Maryland's Emergent BioSolutions ($EBS) won FDA approval for an injected treatment for anthrax infection, expanding the company's stable of biodefense products.
The treatment, to be sold as Anthrasil, is made from the plasma of people already vaccinated against anthrax, containing antibodies that neutralize the bacteria. Emergent picked up Anthrasil in its $222 million acquisition of Cangene in 2013, inheriting a $160 million contract with the federal Biomedical Advanced Research and Development Authority (BARDA). With the approval, BARDA is handing over a $7 million milestone payment, Emergent said.
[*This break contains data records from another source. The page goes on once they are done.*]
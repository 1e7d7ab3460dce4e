use clap::Parser;
use tracing_subscriber::{fmt, EnvFilter};

mod cli;
mod config;
mod error;
mod expand;
mod parser;
mod provider;
mod runner;
mod telemetry;

use cli::{Cli, Commands};

#[tokio::main]
async fn main() -> anyhow::Result<()> {
    let cli = Cli::parse();

    // Initialize tracing - only show logs with --verbose
    let filter = if cli.verbose {
        EnvFilter::new("taskgen=debug")
    } else {
        EnvFilter::new("taskgen=warn")
    };

    fmt()
        .with_env_filter(filter)
        .with_target(false)
        .with_writer(std::io::stderr)
        .init();

    match cli.command {
        Commands::Expand(args) => cli::expand::execute(args).await,
        Commands::Generate(args) => cli::generate::execute(args).await,
        Commands::Parse(args) => cli::parse::execute(args),
        Commands::Models(args) => cli::models::execute(args),
        Commands::Schema(args) => cli::schema::execute(args),
    }
}
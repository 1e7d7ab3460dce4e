use super::UsageTelemetry;
use crate::error::TelemetryError;
use async_trait::async_trait;
use std::path::{Path, PathBuf};
use tokio::io::AsyncWriteExt;

/// Destination for usage records
#[async_trait]
pub trait UsageSink: Send + Sync {
    async fn record(&self, record: &UsageTelemetry) -> Result<(), TelemetryError>;
}

/// Appends one JSON object per line
#[derive(Debug, Clone)]
pub struct JsonlSink {
    path: PathBuf,
}

impl JsonlSink {
    pub fn new(path: impl Into<PathBuf>) -> Self {
        Self { path: path.into() }
    }

    pub fn path(&self) -> &Path {
        &self.path
    }
}

#[async_trait]
impl UsageSink for JsonlSink {
    async fn record(&self, record: &UsageTelemetry) -> Result<(), TelemetryError> {
        if let Some(dir) = self.path.parent() {
            if !dir.as_os_str().is_empty() {
                tokio::fs::create_dir_all(dir).await?;
            }
        }

        let mut line = serde_json::to_string(record)?;
        line.push('\n');

        let mut file = tokio::fs::OpenOptions::new()
            .create(true)
            .append(true)
            .open(&self.path)
            .await?;
        file.write_all(line.as_bytes()).await?;
        file.flush().await?;
        Ok(())
    }
}

/// Keeps records in memory
#[cfg(test)]
#[derive(Default)]
pub struct MemorySink {
    records: std::sync::Mutex<Vec<UsageTelemetry>>,
}

#[cfg(test)]
impl MemorySink {
    pub fn records(&self) -> Vec<UsageTelemetry> {
        self.records.lock().map(|r| r.clone()).unwrap_or_default()
    }
}

#[cfg(test)]
#[async_trait]
impl UsageSink for MemorySink {
    async fn record(&self, record: &UsageTelemetry) -> Result<(), TelemetryError> {
        if let Ok(mut records) = self.records.lock() {
            records.push(record.clone());
        }
        Ok(())
    }
}
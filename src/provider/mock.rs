//! Scripted backend and credentials for tests

use super::{BackendParams, BackendResponse, CredentialSource, ModelBackend, Payload, TokenUsage};
use crate::error::ProviderError;
use async_trait::async_trait;
use std::collections::HashMap;
use std::sync::atomic::{AtomicU32, Ordering};
use std::sync::Mutex;

type Script = Box<dyn Fn(u32) -> Result<BackendResponse, ProviderError> + Send + Sync>;

/// Backend whose reply to the n-th call (0-based) comes from a closure
pub struct MockBackend {
    script: Script,
    calls: AtomicU32,
    last_params: Mutex<Option<BackendParams>>,
}

impl MockBackend {
    pub fn scripted<F>(script: F) -> Self
    where
        F: Fn(u32) -> Result<BackendResponse, ProviderError> + Send + Sync + 'static,
    {
        Self {
            script: Box::new(script),
            calls: AtomicU32::new(0),
            last_params: Mutex::new(None),
        }
    }

    /// Always answers with the given text and fixed usage
    pub fn text(text: &str) -> Self {
        let text = text.to_string();
        Self::scripted(move |_| {
            Ok(BackendResponse {
                payload: Payload::Text(text.clone()),
                usage: TokenUsage {
                    input_tokens: 100,
                    output_tokens: 50,
                },
            })
        })
    }

    /// Always answers with the given JSON object
    pub fn object(value: serde_json::Value) -> Self {
        Self::scripted(move |_| {
            Ok(BackendResponse {
                payload: Payload::Object(value.clone()),
                usage: TokenUsage {
                    input_tokens: 10,
                    output_tokens: 5,
                },
            })
        })
    }

    /// Always fails with a freshly built error
    pub fn failing<F>(make_error: F) -> Self
    where
        F: Fn() -> ProviderError + Send + Sync + 'static,
    {
        Self::scripted(move |_| Err(make_error()))
    }

    pub fn calls(&self) -> u32 {
        self.calls.load(Ordering::SeqCst)
    }

    pub fn last_params(&self) -> Option<BackendParams> {
        self.last_params.lock().ok().and_then(|p| p.clone())
    }

    fn respond(&self, params: &BackendParams) -> Result<BackendResponse, ProviderError> {
        let n = self.calls.fetch_add(1, Ordering::SeqCst);
        if let Ok(mut last) = self.last_params.lock() {
            *last = Some(params.clone());
        }
        (self.script)(n)
    }
}

#[async_trait]
impl ModelBackend for MockBackend {
    fn name(&self) -> &'static str {
        "mock"
    }

    async fn generate_text(&self, params: &BackendParams) -> Result<BackendResponse, ProviderError> {
        self.respond(params)
    }
}

/// Fixed set of credentials keyed by env var name
#[derive(Debug, Default)]
pub struct StaticCredentials {
    keys: HashMap<String, String>,
}

impl StaticCredentials {
    pub fn new(pairs: &[(&str, &str)]) -> Self {
        Self {
            keys: pairs
                .iter()
                .map(|(k, v)| (k.to_string(), v.to_string()))
                .collect(),
        }
    }
}

impl CredentialSource for StaticCredentials {
    fn lookup(&self, key_name: &str) -> Option<String> {
        self.keys.get(key_name).cloned()
    }
}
Anthrasil is approved as a treatment for inhalational anthrax, a rare occurrence that usually results from exposure to contaminated plants and animals, according to the FDA. The approval is based largely on nonclinical data because, for ethical reasons, Emergent never tested Anthrasil for efficacy on humans. The plasma treatment did prove itself well tolerated in a safety study on healthy human volunteers, the agency notes.
The latest approval, coupled with BARDA's plans to stockpile Anthrasil, gives Emergent more cash to fund its pipeline of non-biodefense treatments. The company is at work on a Phase III factor-replacement therapy for hemophilia B, a Phase II antibody for leukemia and, under a $183 million collaboration with MorphoSys, an early-stage prostate cancer treatment.